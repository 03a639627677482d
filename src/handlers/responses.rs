use std::collections::BTreeMap;

use axum::http::StatusCode;
use axum::response::{IntoResponse, Response};
use axum::Json;
use serde::Serialize;
use serde_json::json;

use crate::handlers::validation::ValidationError;
use crate::llm::{InvocationError, Operation};
use crate::style::{ImageMediumType, PlatformPrompts};

pub const INTERNAL_ERROR_MESSAGE: &str = "Internal server error. Please try again.";
pub const PARSE_FAILURE_MESSAGE: &str = "Failed to parse platform-specific prompts from response";

/// Failure surfaced to the client as `{success: false, error}`.
#[derive(Debug, Clone, PartialEq, Eq)]
pub struct ApiError {
    pub status: StatusCode,
    pub message: String,
}

impl ApiError {
    pub fn new(status: StatusCode, message: impl Into<String>) -> Self {
        ApiError {
            status,
            message: message.into(),
        }
    }

    pub fn internal() -> Self {
        ApiError::new(StatusCode::INTERNAL_SERVER_ERROR, INTERNAL_ERROR_MESSAGE)
    }

    pub fn from_invocation(err: &InvocationError, operation: Operation) -> Self {
        let status =
            StatusCode::from_u16(err.kind.http_status()).unwrap_or(StatusCode::BAD_GATEWAY);
        ApiError::new(status, err.kind.user_message(operation))
    }
}

impl From<ValidationError> for ApiError {
    fn from(err: ValidationError) -> Self {
        ApiError::new(StatusCode::BAD_REQUEST, err.to_string())
    }
}

impl IntoResponse for ApiError {
    fn into_response(self) -> Response {
        (
            self.status,
            Json(json!({ "success": false, "error": self.message })),
        )
            .into_response()
    }
}

#[derive(Debug, Serialize)]
#[serde(rename_all = "camelCase")]
pub struct ExtractionResponse {
    pub success: bool,
    pub prompts: PlatformPrompts,
    pub image_count: usize,
    #[serde(skip_serializing_if = "Option::is_none")]
    pub medium: Option<ImageMediumType>,
    pub partial: bool,
}

#[derive(Debug, Serialize)]
#[serde(rename_all = "camelCase")]
pub struct GenerationResponse {
    pub success: bool,
    pub image_url: String,
    pub platform: String,
}

#[derive(Debug, Clone, Serialize, PartialEq, Eq)]
#[serde(rename_all = "camelCase")]
pub struct GenerationOutcome {
    pub success: bool,
    #[serde(skip_serializing_if = "Option::is_none")]
    pub image_url: Option<String>,
    #[serde(skip_serializing_if = "Option::is_none")]
    pub error: Option<String>,
}

impl GenerationOutcome {
    pub fn succeeded(image_url: String) -> Self {
        GenerationOutcome {
            success: true,
            image_url: Some(image_url),
            error: None,
        }
    }

    pub fn failed(message: impl Into<String>) -> Self {
        GenerationOutcome {
            success: false,
            image_url: None,
            error: Some(message.into()),
        }
    }
}

#[derive(Debug, Serialize)]
pub struct BatchGenerationResponse {
    pub success: bool,
    pub results: BTreeMap<String, GenerationOutcome>,
}

#[derive(Debug, Serialize)]
pub struct UploadResponse {
    pub success: bool,
    pub url: String,
}

#[derive(Debug, Serialize)]
#[serde(rename_all = "camelCase")]
pub struct HealthResponse {
    pub status: &'static str,
    pub catalog_version: u32,
    pub platforms: Vec<String>,
}

#[cfg(test)]
mod tests {
    use super::*;
    use crate::llm::InvocationErrorKind;

    #[test]
    fn maps_invocation_errors_to_client_errors() {
        let err = InvocationError::classify(Some(401), "Unauthenticated");
        let api = ApiError::from_invocation(&err, Operation::Extraction);
        assert_eq!(api.status, StatusCode::UNAUTHORIZED);

        let err = InvocationError {
            kind: InvocationErrorKind::ContentPolicy,
            status: None,
            message: "nsfw".to_string(),
        };
        let api = ApiError::from_invocation(&err, Operation::Generation);
        assert_eq!(api.status, StatusCode::BAD_REQUEST);
        assert!(api.message.contains("content policy"));
    }

    #[test]
    fn validation_errors_are_bad_requests() {
        let api: ApiError = ValidationError::TooManyImages(5).into();
        assert_eq!(api.status, StatusCode::BAD_REQUEST);
        assert_eq!(api.message, "Maximum 5 images allowed");
    }

    #[test]
    fn outcome_omits_absent_fields() {
        let json = serde_json::to_value(GenerationOutcome::failed("nope")).unwrap();
        assert_eq!(json, json!({ "success": false, "error": "nope" }));
    }
}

## About this exercise
Please restate only the opening stretch of the records above: every line from the first through the one containing "pub const INTERNAL_ERROR_MESSAGE: &str", exactly as written.

## Your response
repository 03a639627677482d
filename src/handlers/responses.rs
use std::collections::BTreeMap;

use axum::http::StatusCode;
use axum::response::{IntoResponse, Response};
use axum::Json;
use serde::Serialize;
use serde_json::json;

use crate::handlers::validation::ValidationError;
use crate::llm::{InvocationError, Operation};
use crate::style::{ImageMediumType, PlatformPrompts};

pub const INTERNAL_ERROR_MESSAGE: &str = "Internal server error. Please try again.";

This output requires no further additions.